Failed Glyburide Trial in Gestational Diabetes Not Tied to Long-Term Harm


RENO, NEV. — Glyburide may successfully control gestational diabetes in all but about 20% of patients, and a failed trial of glyburide appears to cause no long-term harm, Meredith Rochon, M.D., of the department of obstetrics, gynecology, and reproductive science at Mount Sinai School of Medicine, New York, and colleagues reported.

Glyburide treatment has been shown to be effective and safe for gestational diabetes.

The investigators reviewed the records of all patients with class A2 gestational diabetes treated with glyburide at a diabetes clinic over a period of 2 years to ensure that there were no adverse effects when the treatment failed.

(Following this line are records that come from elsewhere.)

// Incremental filter that suppresses reasoning spans in streamed model
// output. Chunk boundaries are arbitrary: a marker may arrive split across
// any number of chunks, so text that could still become a marker is held
// back rather than emitted.

use crate::reasoning_filter::MarkerPair;

/// Whether text currently being accumulated is destined for the consumer or
/// lies inside a reasoning span.
#[derive(Debug, Clone, Copy, PartialEq, Eq)]
pub enum FilterMode {
    Visible,
    Suppressed,
}

/// Streaming reasoning-span filter.
///
/// One instance per generation turn. Feed chunks with [`process_chunk`] as
/// they arrive; each call returns the text that is safe to forward
/// immediately (possibly empty). Call [`finish`] exactly once when the
/// source signals end-of-stream to flush the residual buffer.
///
/// Forwarded text never contains a partial marker, and the concatenation of
/// everything returned is independent of how the underlying text was split
/// into chunks.
///
/// [`process_chunk`]: StreamingFilter::process_chunk
/// [`finish`]: StreamingFilter::finish
#[derive(Debug, Clone)]
pub struct StreamingFilter {
    markers: MarkerPair,
    mode: FilterMode,
    /// Text received but not yet emitted or discarded. May hold a partial
    /// marker prefix; never holds a complete unprocessed marker.
    pending: String,
    /// Everything emitted to the consumer so far this turn.
    visible: String,
}

impl StreamingFilter {
    pub fn new(markers: MarkerPair) -> Self {
        Self {
            markers,
            mode: FilterMode::Visible,
            pending: String::new(),
            visible: String::new(),
        }
    }

    /// Process one arriving chunk and return the text confirmed visible by
    /// it, in arrival order. Suppressed content and marker text are never
    /// part of the return value.
    pub fn process_chunk(&mut self, chunk: &str) -> String {
        self.pending.push_str(chunk);
        self.drain()
    }

    /// End-of-stream flush.
    ///
    /// Outside a reasoning span the whole residual buffer is emitted: a
    /// held-back prefix that never completed into a marker is real text.
    /// Inside a span the buffer is discarded; an unterminated span yields
    /// nothing (discard-to-end).
    pub fn finish(&mut self) -> String {
        match self.mode {
            FilterMode::Visible => {
                let tail = std::mem::take(&mut self.pending);
                self.visible.push_str(&tail);
                tail
            }
            FilterMode::Suppressed => {
                self.pending.clear();
                String::new()
            }
        }
    }

    pub fn mode(&self) -> FilterMode {
        self.mode
    }

    /// Full concatenation of all fragments emitted this turn, for the final
    /// history record.
    pub fn visible_text(&self) -> &str {
        &self.visible
    }

    pub fn into_visible_text(self) -> String {
        self.visible
    }

    /// Resolve every complete marker currently in `pending`, then emit what
    /// is confirmed visible. All markers contained in one chunk are handled
    /// within the same call.
    fn drain(&mut self) -> String {
        let mut emitted = String::new();

        loop {
            match self.mode {
                FilterMode::Visible => {
                    if let Some(pos) = self.pending.find(&self.markers.open) {
                        emitted.push_str(&self.pending[..pos]);
                        self.pending.drain(..pos + self.markers.open.len());
                        self.mode = FilterMode::Suppressed;
                    } else {
                        // Hold back only the trailing bytes that could still
                        // grow into an opening marker; the rest is confirmed.
                        let hold = partial_marker_len(&self.pending, &self.markers.open);
                        let cut = self.pending.len() - hold;
                        emitted.push_str(&self.pending[..cut]);
                        self.pending.drain(..cut);
                        break;
                    }
                }
                FilterMode::Suppressed => {
                    if let Some(pos) = self.pending.find(&self.markers.close) {
                        self.pending.drain(..pos + self.markers.close.len());
                        self.mode = FilterMode::Visible;
                    } else {
                        // Span content is never emitted under any policy, so
                        // only a possible partial closing marker needs to
                        // survive until the next chunk.
                        let hold = partial_marker_len(&self.pending, &self.markers.close);
                        let cut = self.pending.len() - hold;
                        self.pending.drain(..cut);
                        break;
                    }
                }
            }
        }

        self.visible.push_str(&emitted);
        emitted
    }
}

/// Length of the longest suffix of `pending` that is a proper prefix of
/// `marker`, i.e. the bytes that could still complete into the marker once
/// more text arrives. Returns 0 when no suffix can.
fn partial_marker_len(pending: &str, marker: &str) -> usize {
    let max = pending.len().min(marker.len().saturating_sub(1));
    for k in (1..=max).rev() {
        if marker.is_char_boundary(k) && pending.ends_with(&marker[..k]) {
            return k;
        }
    }
    0
}

#[cfg(test)]
mod tests {
    use super::*;

    fn run(chunks: &[&str]) -> (String, String) {
        let mut filter = StreamingFilter::new(MarkerPair::default());
        let mut out = String::new();
        for chunk in chunks {
            out.push_str(&filter.process_chunk(chunk));
        }
        out.push_str(&filter.finish());
        let visible = filter.into_visible_text();
        (out, visible)
    }

    #[test]
    fn passthrough_without_markers() {
        let (out, visible) = run(&["Hello", " ", "world"]);
        assert_eq!(out, "Hello world");
        assert_eq!(visible, "Hello world");
    }

    #[test]
    fn strips_single_span() {
        let (out, _) = run(&["<think>internal</think>Hello"]);
        assert_eq!(out, "Hello");
    }

    #[test]
    fn strips_multiple_spans_in_one_chunk() {
        let (out, _) = run(&["A<think>1</think>B<think>2</think>C"]);
        assert_eq!(out, "ABC");
    }

    #[test]
    fn marker_split_across_chunks() {
        let (out, _) = run(&["<th", "ink>x</thi", "nk>Hello"]);
        assert_eq!(out, "Hello");
    }

    #[test]
    fn emitted_text_is_independent_of_chunking() {
        let text = "<think>x</think>Hello";
        let whole = run(&[text]).0;
        let by_char: Vec<String> = text.chars().map(|c| c.to_string()).collect();
        let refs: Vec<&str> = by_char.iter().map(|s| s.as_str()).collect();
        assert_eq!(run(&refs).0, whole);
        assert_eq!(run(&["<th", "ink>x</thi", "nk>Hello"]).0, whole);
        assert_eq!(whole, "Hello");
    }

    #[test]
    fn all_segmentations_agree() {
        // Every way of splitting the text into consecutive non-empty chunks
        // must yield the same emitted concatenation.
        let text = "a<think>b</thi";
        let n = text.len();
        let expected = run(&[text]).0;
        assert_eq!(expected, "a");
        for mask in 0..(1u32 << (n - 1)) {
            let mut chunks = Vec::new();
            let mut start = 0;
            for i in 0..n {
                if i + 1 == n || mask & (1 << i) != 0 {
                    chunks.push(&text[start..=i]);
                    start = i + 1;
                }
            }
            assert_eq!(run(&chunks).0, expected, "segmentation mask {mask:#b}");
        }
    }

    #[test]
    fn all_two_and_three_part_splits_agree() {
        let text = "A<think>1</think>B<think>2</think>C tail";
        let expected = run(&[text]).0;
        assert_eq!(expected, "ABC tail");
        for i in 1..text.len() {
            assert_eq!(run(&[&text[..i], &text[i..]]).0, expected, "split at {i}");
            for j in i + 1..text.len() {
                assert_eq!(
                    run(&[&text[..i], &text[i..j], &text[j..]]).0,
                    expected,
                    "splits at {i},{j}"
                );
            }
        }
    }

    #[test]
    fn no_partial_marker_is_ever_emitted() {
        let mut filter = StreamingFilter::new(MarkerPair::default());
        assert_eq!(filter.process_chunk("Hello <thi"), "Hello ");
        assert_eq!(filter.mode(), FilterMode::Visible);
        // The held prefix completes into a real marker.
        assert_eq!(filter.process_chunk("nk>secret</think> world"), " world");
        assert_eq!(filter.finish(), "");
        assert_eq!(filter.visible_text(), "Hello  world");
    }

    #[test]
    fn held_prefix_that_was_not_a_marker_is_released() {
        let mut filter = StreamingFilter::new(MarkerPair::default());
        assert_eq!(filter.process_chunk("x<th"), "x");
        assert_eq!(filter.process_chunk("at is fine"), "<that is fine");
        assert_eq!(filter.finish(), "");
    }

    #[test]
    fn held_prefix_flushes_at_end_of_stream() {
        let mut filter = StreamingFilter::new(MarkerPair::default());
        assert_eq!(filter.process_chunk("Hello <thi"), "Hello ");
        assert_eq!(filter.finish(), "<thi");
        assert_eq!(filter.visible_text(), "Hello <thi");
    }

    #[test]
    fn unterminated_span_is_discarded() {
        let (out, visible) = run(&["<think>abc"]);
        assert_eq!(out, "");
        assert_eq!(visible, "");
    }

    #[test]
    fn unterminated_span_after_visible_text() {
        let (out, _) = run(&["Hello <think>never closed"]);
        assert_eq!(out, "Hello ");
    }

    #[test]
    fn unmatched_close_is_ordinary_text() {
        let (out, _) = run(&["no span </think> here"]);
        assert_eq!(out, "no span </think> here");
    }

    #[test]
    fn unmatched_close_split_across_chunks() {
        let (out, _) = run(&["</", "answer"]);
        assert_eq!(out, "</answer");
    }

    #[test]
    fn suppressed_mode_emits_nothing() {
        let mut filter = StreamingFilter::new(MarkerPair::default());
        filter.process_chunk("<think>");
        assert_eq!(filter.mode(), FilterMode::Suppressed);
        assert_eq!(filter.process_chunk("long internal deliberation "), "");
        assert_eq!(filter.process_chunk("spanning many chunks"), "");
        assert_eq!(filter.visible_text(), "");
    }

    #[test]
    fn suppressed_buffer_stays_bounded() {
        let markers = MarkerPair::default();
        let mut filter = StreamingFilter::new(markers.clone());
        filter.process_chunk("<think>");
        for _ in 0..1000 {
            filter.process_chunk("reasoning reasoning reasoning ");
        }
        assert!(filter.pending.len() < markers.close.len());
        assert_eq!(filter.process_chunk("</think>done"), "done");
    }

    #[test]
    fn span_ending_exactly_at_chunk_boundary() {
        let (out, _) = run(&["<think>x</think>", "Hello"]);
        assert_eq!(out, "Hello");
    }

    #[test]
    fn adjacent_spans_across_boundaries() {
        let (out, _) = run(&["A<think>1</thi", "nk><think>2</think>B"]);
        assert_eq!(out, "AB");
    }

    #[test]
    fn visible_accumulator_matches_emissions() {
        let mut filter = StreamingFilter::new(MarkerPair::default());
        let mut out = String::new();
        for chunk in ["Hel", "lo <think>x", "</think> the", "re"] {
            out.push_str(&filter.process_chunk(chunk));
        }
        out.push_str(&filter.finish());
        assert_eq!(filter.visible_text(), out);
        assert_eq!(out, "Hello  there");
    }

    #[test]
    fn custom_markers() {
        let markers = MarkerPair::new("[[reason]]", "[[/reason]]");
        let mut filter = StreamingFilter::new(markers);
        let mut out = String::new();
        for chunk in ["a[[rea", "son]]hidden[[/re", "ason]]b"] {
            out.push_str(&filter.process_chunk(chunk));
        }
        out.push_str(&filter.finish());
        assert_eq!(out, "ab");
    }

    #[test]
    fn partial_marker_len_prefers_longest_suffix() {
        assert_eq!(partial_marker_len("abc<thi", "<think>"), 4);
        assert_eq!(partial_marker_len("abc<", "<think>"), 1);
        assert_eq!(partial_marker_len("abc", "<think>"), 0);
        // A full marker is not a partial one.
        assert_eq!(partial_marker_len("<think>", "<think>"), 0);
        assert_eq!(partial_marker_len("x<th<t", "<think>"), 2);
    }
}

The study found no reason to avoid using glyburide instead of insulin as first-line therapy, the researchers wrote in a poster presented at the annual meeting of the Society for Maternal-Fetal Medicine.

Of 83 patients identified, 18 (22%) were patients who underwent a trial of glyburide but failed to reach the target of fasting and postprandial-glucose levels of 60-90 mg/dL and 120 mg/dL, respectively, even when treated with a dose of 20 mg daily. Consequently, those patients were switched to insulin.

Despite their initial lack of blood glucose control, the pregnancy outcomes in the patients who failed treatment—including birth weight, mode of delivery, and incidence of macrosomia—were no different from those who were successfully managed on glyburide.

The sole difference in outcome was in the patients who were successfully treated with glyburide. Those patients had more neonates who required admission to the neonatal intensive care unit (NICU) than did the women who had been switched to insulin (35% vs. 11%).

The most common reason for the admission was hypoglycemia (10 of 23 admissions).

In an interview, Dr. Rochon said the finding was a surprise and something of a mystery, since glyburide does not cross the placenta, and previous studies have not noted this potential association.

The hypoglycemia was not considered by the investigators to be a serious adverse effect because it was transient in all cases. However, if it proves to be true that glyburide treatment does produce a higher rate of hypoglycemic neonates who need NICU admission, it may have significant cost implications, Dr. Rochon said.

The mean length of stay was 8 days for all the babies that were admitted to the NICU and 4 days for those admitted with hypoglycemia.